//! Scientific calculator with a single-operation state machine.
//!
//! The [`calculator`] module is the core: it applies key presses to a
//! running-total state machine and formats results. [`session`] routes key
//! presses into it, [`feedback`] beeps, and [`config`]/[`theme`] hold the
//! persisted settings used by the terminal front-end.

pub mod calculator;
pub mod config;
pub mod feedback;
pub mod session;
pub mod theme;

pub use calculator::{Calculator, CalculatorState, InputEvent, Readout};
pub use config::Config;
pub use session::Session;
+ + + + + + +
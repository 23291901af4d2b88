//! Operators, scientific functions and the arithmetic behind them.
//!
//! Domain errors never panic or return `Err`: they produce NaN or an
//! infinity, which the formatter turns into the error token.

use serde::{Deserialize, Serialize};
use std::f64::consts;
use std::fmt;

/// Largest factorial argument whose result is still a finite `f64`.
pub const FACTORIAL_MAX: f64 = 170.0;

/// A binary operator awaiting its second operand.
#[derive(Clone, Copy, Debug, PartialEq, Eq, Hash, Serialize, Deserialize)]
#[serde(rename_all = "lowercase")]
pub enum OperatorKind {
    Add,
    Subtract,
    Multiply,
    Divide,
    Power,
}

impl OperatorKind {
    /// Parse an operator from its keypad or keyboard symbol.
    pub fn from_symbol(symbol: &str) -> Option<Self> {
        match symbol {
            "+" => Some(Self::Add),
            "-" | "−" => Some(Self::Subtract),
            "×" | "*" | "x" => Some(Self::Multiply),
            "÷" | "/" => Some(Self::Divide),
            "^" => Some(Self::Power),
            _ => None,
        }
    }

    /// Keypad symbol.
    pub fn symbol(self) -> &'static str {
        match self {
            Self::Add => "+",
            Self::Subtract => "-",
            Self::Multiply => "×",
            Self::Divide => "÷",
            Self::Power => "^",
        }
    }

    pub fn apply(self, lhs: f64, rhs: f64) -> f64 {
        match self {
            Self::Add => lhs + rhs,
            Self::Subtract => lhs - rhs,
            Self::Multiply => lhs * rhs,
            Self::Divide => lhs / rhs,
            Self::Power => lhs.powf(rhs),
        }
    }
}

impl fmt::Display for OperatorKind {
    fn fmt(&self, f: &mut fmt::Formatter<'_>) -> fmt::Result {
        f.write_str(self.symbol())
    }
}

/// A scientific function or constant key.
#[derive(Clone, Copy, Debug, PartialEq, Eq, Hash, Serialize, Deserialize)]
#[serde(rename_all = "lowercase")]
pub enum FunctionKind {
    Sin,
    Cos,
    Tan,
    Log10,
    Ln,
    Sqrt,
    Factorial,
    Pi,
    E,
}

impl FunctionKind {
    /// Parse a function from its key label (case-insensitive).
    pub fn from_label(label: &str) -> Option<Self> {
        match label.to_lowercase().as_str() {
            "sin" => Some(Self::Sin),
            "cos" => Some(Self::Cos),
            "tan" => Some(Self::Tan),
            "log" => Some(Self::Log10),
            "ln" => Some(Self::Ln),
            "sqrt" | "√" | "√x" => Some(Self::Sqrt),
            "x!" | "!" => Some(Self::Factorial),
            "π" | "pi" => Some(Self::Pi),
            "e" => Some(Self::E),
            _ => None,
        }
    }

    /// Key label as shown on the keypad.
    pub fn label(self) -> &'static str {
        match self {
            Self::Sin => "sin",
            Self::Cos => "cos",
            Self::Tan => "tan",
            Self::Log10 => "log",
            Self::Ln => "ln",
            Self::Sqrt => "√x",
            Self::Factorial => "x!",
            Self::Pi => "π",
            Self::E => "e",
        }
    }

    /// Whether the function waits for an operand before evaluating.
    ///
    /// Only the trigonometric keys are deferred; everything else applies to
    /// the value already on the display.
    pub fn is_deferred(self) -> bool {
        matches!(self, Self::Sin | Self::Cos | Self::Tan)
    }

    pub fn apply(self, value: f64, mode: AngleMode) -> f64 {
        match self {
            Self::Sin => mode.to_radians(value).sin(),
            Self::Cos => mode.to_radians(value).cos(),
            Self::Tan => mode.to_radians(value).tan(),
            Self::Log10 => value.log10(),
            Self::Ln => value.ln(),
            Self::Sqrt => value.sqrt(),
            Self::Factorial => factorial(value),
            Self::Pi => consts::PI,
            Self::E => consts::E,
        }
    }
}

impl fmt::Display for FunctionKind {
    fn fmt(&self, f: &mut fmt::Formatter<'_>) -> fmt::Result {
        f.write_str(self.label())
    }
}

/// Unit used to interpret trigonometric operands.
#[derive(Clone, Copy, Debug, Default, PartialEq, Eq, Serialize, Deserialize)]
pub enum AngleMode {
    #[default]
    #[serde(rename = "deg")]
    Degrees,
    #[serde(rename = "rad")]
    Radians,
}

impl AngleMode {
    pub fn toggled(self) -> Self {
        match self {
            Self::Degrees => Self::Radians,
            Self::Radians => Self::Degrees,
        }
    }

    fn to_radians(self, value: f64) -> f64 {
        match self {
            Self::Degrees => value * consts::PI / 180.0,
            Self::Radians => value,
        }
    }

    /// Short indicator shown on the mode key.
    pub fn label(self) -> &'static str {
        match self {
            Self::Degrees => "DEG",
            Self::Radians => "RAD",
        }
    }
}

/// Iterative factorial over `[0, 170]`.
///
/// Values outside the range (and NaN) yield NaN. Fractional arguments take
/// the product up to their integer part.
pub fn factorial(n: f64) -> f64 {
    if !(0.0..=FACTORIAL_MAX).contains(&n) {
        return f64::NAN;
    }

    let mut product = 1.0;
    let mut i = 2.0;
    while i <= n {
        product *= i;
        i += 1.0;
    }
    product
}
+ + + + + + +
Where a line of the listing includes the word "AngleMode", it counts; say how many such lines there are and nothing more.

3